The biggest logical failure of the speech was its attempt to situate the Iraq War in the War on Terror. Although eccentric billionnaire reactionaries like Rupert Murdoch and Richard Mellon Scaife have managed to bamboozle 69% of Americans into believing that Saddam had something to do with September 11, he did not. And any informed person knows he did not. High al-Qaeda officials have told the US that Bin Laden ordered them to have nothing to do with the infidel, Saddam.

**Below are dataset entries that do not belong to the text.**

//! Shared DDL text assembly.
//!
//! Both catalog backends feed typed parts through these functions, so the
//! same catalog state yields byte-identical definitions regardless of the
//! backend in use.

pub mod aggregate;
pub mod table;
pub mod view;

pub fn quote_ident(ident: &str) -> String {
    format!("\"{}\"", ident.replace('"', "\"\""))
}

pub fn escape_string(s: &str) -> String {
    format!("'{}'", s.replace('\'', "''"))
}
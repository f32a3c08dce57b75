//! Connection handling for the direct-query backend.

use anyhow::{Context, Result};
use sqlx::PgPool;
use sqlx::postgres::{PgConnectOptions, PgPoolOptions};
use std::time::Duration;
use tracing::info;

use crate::config::Database;

fn connect_options(settings: &Database) -> PgConnectOptions {
    let mut options = PgConnectOptions::new()
        .host(&settings.host)
        .port(settings.port)
        .username(&settings.user)
        .database(&settings.dbname);
    if let Some(password) = &settings.password {
        options = options.password(password);
    }
    options
}

/// Open a pool capped at a single connection, so every catalog query of a
/// run observes one session. `pg_get_function_identity_arguments` output
/// depends on the session's search_path, so it is pinned on connect.
pub async fn connect(settings: &Database) -> Result<PgPool> {
    let pool = PgPoolOptions::new()
        .max_connections(1)
        .acquire_timeout(Duration::from_secs(5))
        .after_connect(|conn, _meta| {
            Box::pin(async move {
                sqlx::query("SET search_path = public, pg_catalog")
                    .execute(&mut *conn)
                    .await?;
                Ok(())
            })
        })
        .connect_with(connect_options(settings))
        .await
        .with_context(|| {
            format!(
                "connecting to database {} at {}:{}",
                settings.dbname, settings.host, settings.port
            )
        })?;

    info!("Connected to {}:{}", settings.host, settings.port);
    Ok(pool)
}
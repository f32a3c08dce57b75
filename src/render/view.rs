//! CREATE VIEW / CREATE MATERIALIZED VIEW assembly around `pg_get_viewdef`
//! output.

use super::quote_ident;

pub fn render_create_view(schema: &str, name: &str, query: &str) -> String {
    format!(
        "CREATE OR REPLACE VIEW {}.{} AS\n{}",
        quote_ident(schema),
        quote_ident(name),
        body(query)
    )
}

// Materialized views have no OR REPLACE form.
pub fn render_create_materialized_view(schema: &str, name: &str, query: &str) -> String {
    format!(
        "CREATE MATERIALIZED VIEW {}.{} AS\n{}",
        quote_ident(schema),
        quote_ident(name),
        body(query)
    )
}

// pg_get_viewdef returns the bare SELECT with a trailing terminator.
fn body(query: &str) -> String {
    query.trim().trim_end_matches(';').trim_end().to_string()
}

Now Bush seems to be saying that because the US knocked the Baath out of power and made Iraq a magnet for al-Qaeda wannabes, the US military has to stay in that country for 7 years to fight a terrorism that did not exist last February. ????
He went over the successes in the War on Terror. But what he didn’t say is that most of the al-Qaeda operatives in custody were actually captured by the Pakistanis. He claimed to have uncovered al-Qaeda sleeper cells in the US, but so far such cases haven’t held up very well. The only major successful operation was launched from Hamburg, and 99.9999 % of US Muslims couldn’t care less about Usama Bin Laden and the crackpots around him. The little proven al-Qaeda activity in the US certainly does not warrant Ashcroft’s attempt to gut the Bill of Rights.
“ In Iraq, we are helping the long-suffering people of that country to build a decent and democratic society at the centre of the Middle East .”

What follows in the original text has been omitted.